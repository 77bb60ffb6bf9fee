//! Catalog records as served by the product API.

use serde::{Deserialize, Serialize};

use super::{Price, ProductId};

/// The subset of a product shown in catalog listings.
#[derive(Debug, Clone, PartialEq, Eq, Serialize, Deserialize)]
pub struct ProductSummary {
    pub id: ProductId,
    pub name: String,
    pub price: Price,
}

/// Full product detail, shown on the product page.
#[derive(Debug, Clone, PartialEq, Eq, Serialize, Deserialize)]
pub struct Product {
    pub id: ProductId,
    pub name: String,
    pub price: Price,
    pub description: String,
    pub color: String,
    pub material: String,
}

impl Product {
    /// Listing view of this product.
    #[must_use]
    pub fn summary(&self) -> ProductSummary {
        ProductSummary {
            id: self.id,
            name: self.name.clone(),
            price: self.price,
        }
    }
}

impl From<&Product> for ProductSummary {
    fn from(product: &Product) -> Self {
        product.summary()
    }
}
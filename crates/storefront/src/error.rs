//! Unified error handling with Sentry integration.
//!
//! Provides a unified `AppError` type that captures errors to Sentry before
//! responding to the client. All route handlers return `Result<T, AppError>`.

use axum::{
    Json,
    http::StatusCode,
    response::{IntoResponse, Response},
};
use serde_json::json;
use thiserror::Error;

use crate::catalog::CatalogError;

/// Application-level error type for the storefront API.
#[derive(Debug, Error)]
pub enum AppError {
    /// Catalog lookup failed.
    #[error("Catalog error: {0}")]
    Catalog(#[from] CatalogError),

    /// Resource not found.
    #[error("Not found: {0}")]
    NotFound(String),

    /// Bad request from client.
    #[error("Bad request: {0}")]
    BadRequest(String),
}

impl AppError {
    fn status(&self) -> StatusCode {
        match self {
            Self::Catalog(CatalogError::NotFound(_)) | Self::NotFound(_) => StatusCode::NOT_FOUND,
            Self::Catalog(_) => StatusCode::BAD_GATEWAY,
            Self::BadRequest(_) => StatusCode::BAD_REQUEST,
        }
    }
}

impl IntoResponse for AppError {
    fn into_response(self) -> Response {
        let status = self.status();

        // Capture server errors to Sentry
        if status.is_server_error() {
            let event_id = sentry::capture_error(&self);
            tracing::error!(
                error = %self,
                sentry_event_id = %event_id,
                "Request error"
            );
        }

        // Don't expose internal error details to clients
        let message = match &self {
            Self::Catalog(CatalogError::NotFound(id)) => format!("Product not found: {id}"),
            Self::Catalog(_) => "Catalog unavailable".to_string(),
            _ => self.to_string(),
        };

        (status, Json(json!({ "error": message }))).into_response()
    }
}

/// Result type alias for `AppError`.
pub type Result<T> = std::result::Result<T, AppError>;
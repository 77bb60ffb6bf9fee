//! Product catalog access.
//!
//! The catalog is read-only from the storefront's point of view: a list of
//! product summaries and a detail record per product. [`CatalogClient`] is the
//! seam between the state container and wherever products come from.
//!
//! # Implementations
//!
//! - [`HttpCatalogClient`] - the product API over HTTP (`reqwest`)
//! - [`StaticCatalog`] - a fixed in-memory product list; backs the API server
//!   and tests

mod http;
mod static_catalog;

pub use http::HttpCatalogClient;
pub use static_catalog::{StaticCatalog, demo_products};

use std::future::Future;

use example_store_core::{Product, ProductId, ProductSummary};
use thiserror::Error;

/// Errors that can occur when fetching from the catalog.
#[derive(Debug, Error)]
pub enum CatalogError {
    /// No product has this id.
    #[error("Product not found: {0}")]
    NotFound(ProductId),

    /// HTTP request failed.
    #[error("HTTP error: {0}")]
    Http(#[from] reqwest::Error),

    /// The API answered with a non-success status.
    #[error("Catalog API returned status {0}")]
    Status(u16),

    /// Response body was not the expected JSON.
    #[error("JSON parse error: {0}")]
    Decode(#[from] serde_json::Error),

    /// The configured API URL is unusable.
    #[error("Invalid catalog URL: {0}")]
    InvalidUrl(#[from] url::ParseError),

    /// Reading a catalog file failed.
    #[error("I/O error: {0}")]
    Io(#[from] std::io::Error),
}

impl CatalogError {
    /// Whether this is a missing product rather than a transport failure.
    #[must_use]
    pub const fn is_not_found(&self) -> bool {
        matches!(self, Self::NotFound(_))
    }
}

/// Read access to the product catalog.
///
/// Implementations do not cache; every call goes to the source.
pub trait CatalogClient: Send + Sync {
    /// Fetch every product summary. A transport error fails the whole list.
    fn fetch_product_summaries(
        &self,
    ) -> impl Future<Output = Result<Vec<ProductSummary>, CatalogError>> + Send;

    /// Fetch one product. Unknown ids yield [`CatalogError::NotFound`].
    fn fetch_product_by_id(
        &self,
        id: ProductId,
    ) -> impl Future<Output = Result<Product, CatalogError>> + Send;
}
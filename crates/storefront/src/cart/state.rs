//! Cart contents and the views derived from them.

use std::collections::BTreeMap;

use example_store_core::{Price, ProductId};
use serde::de::Error as _;
use serde::{Deserialize, Deserializer, Serialize, Serializer};

/// One product entry in the cart.
///
/// `name` and `price` are snapshotted when the product is first added and are
/// never refreshed from the catalog afterwards.
#[derive(Debug, Clone, PartialEq, Eq)]
pub struct CartLine {
    pub product_id: ProductId,
    pub name: String,
    pub price: Price,
    pub count: u32,
}

impl CartLine {
    /// `count × price`.
    #[must_use]
    pub fn total(&self) -> Price {
        self.price.times(self.count)
    }
}

/// Cart contents keyed by product.
///
/// Invariants: every key equals its line's `product_id`, every id is
/// positive, and every line has `count >= 1`. Lines iterate in ascending id
/// order.
///
/// Serialized as a flat JSON object keyed by the id string:
/// `{"1":{"name":"prod 1","price":11,"count":2}}`.
#[derive(Debug, Clone, Default, PartialEq, Eq)]
pub struct CartState {
    lines: BTreeMap<ProductId, CartLine>,
}

impl CartState {
    /// An empty cart.
    #[must_use]
    pub fn new() -> Self {
        Self::default()
    }

    /// Parse the persisted form.
    ///
    /// # Errors
    ///
    /// Returns an error if `json` is not an object of valid cart lines.
    pub fn from_json(json: &str) -> Result<Self, serde_json::Error> {
        serde_json::from_str(json)
    }

    /// Serialize to the persisted form.
    ///
    /// # Errors
    ///
    /// Returns an error if serialization fails.
    pub fn to_json(&self) -> Result<String, serde_json::Error> {
        serde_json::to_string(self)
    }

    /// Line for `product_id`, if present.
    #[must_use]
    pub fn get(&self, product_id: ProductId) -> Option<&CartLine> {
        self.lines.get(&product_id)
    }

    /// Whether `product_id` is in the cart.
    #[must_use]
    pub fn contains(&self, product_id: ProductId) -> bool {
        self.lines.contains_key(&product_id)
    }

    /// Lines in ascending product id order.
    pub fn lines(&self) -> impl Iterator<Item = &CartLine> {
        self.lines.values()
    }

    #[must_use]
    pub fn is_empty(&self) -> bool {
        self.lines.is_empty()
    }

    /// Number of distinct products (the header badge count).
    #[must_use]
    pub fn unique_count(&self) -> usize {
        self.lines.len()
    }

    /// Sum of all line totals.
    #[must_use]
    pub fn grand_total(&self) -> Price {
        self.lines.values().map(CartLine::total).sum()
    }

    /// Add one unit of a product and return its new count.
    pub(crate) fn add(&mut self, product_id: ProductId, name: &str, price: Price) -> u32 {
        let line = self.lines.entry(product_id).or_insert_with(|| CartLine {
            product_id,
            name: name.to_owned(),
            price,
            count: 0,
        });
        line.count = line.count.saturating_add(1);
        line.count
    }

    pub(crate) fn clear(&mut self) {
        self.lines.clear();
    }
}

/// Label for the cart link in the header: "Cart" or "Cart (N)".
#[must_use]
pub fn cart_label(unique_count: usize) -> String {
    if unique_count == 0 {
        "Cart".to_string()
    } else {
        format!("Cart ({unique_count})")
    }
}

// =============================================================================
// Persisted Form
// =============================================================================

#[derive(Serialize)]
struct StoredLineRef<'a> {
    name: &'a str,
    price: Price,
    count: u32,
}

#[derive(Deserialize)]
struct StoredLine {
    name: String,
    price: Price,
    count: u32,
}

impl Serialize for CartState {
    fn serialize<S: Serializer>(&self, serializer: S) -> Result<S::Ok, S::Error> {
        let stored: BTreeMap<ProductId, StoredLineRef<'_>> = self
            .lines
            .iter()
            .map(|(id, line)| {
                (
                    *id,
                    StoredLineRef {
                        name: &line.name,
                        price: line.price,
                        count: line.count,
                    },
                )
            })
            .collect();
        stored.serialize(serializer)
    }
}

impl<'de> Deserialize<'de> for CartState {
    fn deserialize<D: Deserializer<'de>>(deserializer: D) -> Result<Self, D::Error> {
        let stored = BTreeMap::<ProductId, StoredLine>::deserialize(deserializer)?;
        let mut lines = BTreeMap::new();
        // Keys are positive: ProductId refuses anything else on the way in
        for (product_id, line) in stored {
            if line.count == 0 {
                return Err(D::Error::custom(format!(
                    "line for product {product_id} has zero count"
                )));
            }
            lines.insert(
                product_id,
                CartLine {
                    product_id,
                    name: line.name,
                    price: line.price,
                    count: line.count,
                },
            );
        }
        Ok(Self { lines })
    }
}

########

> _WHAT IS REQUIRED_
Copy each line of the material where "Output" is found.

> _SOLUTION TO THIS TASK_
    ) -> impl Future<Output = Result<Vec<ProductSummary>, CatalogError>> + Send;
    ) -> impl Future<Output = Result<Product, CatalogError>> + Send;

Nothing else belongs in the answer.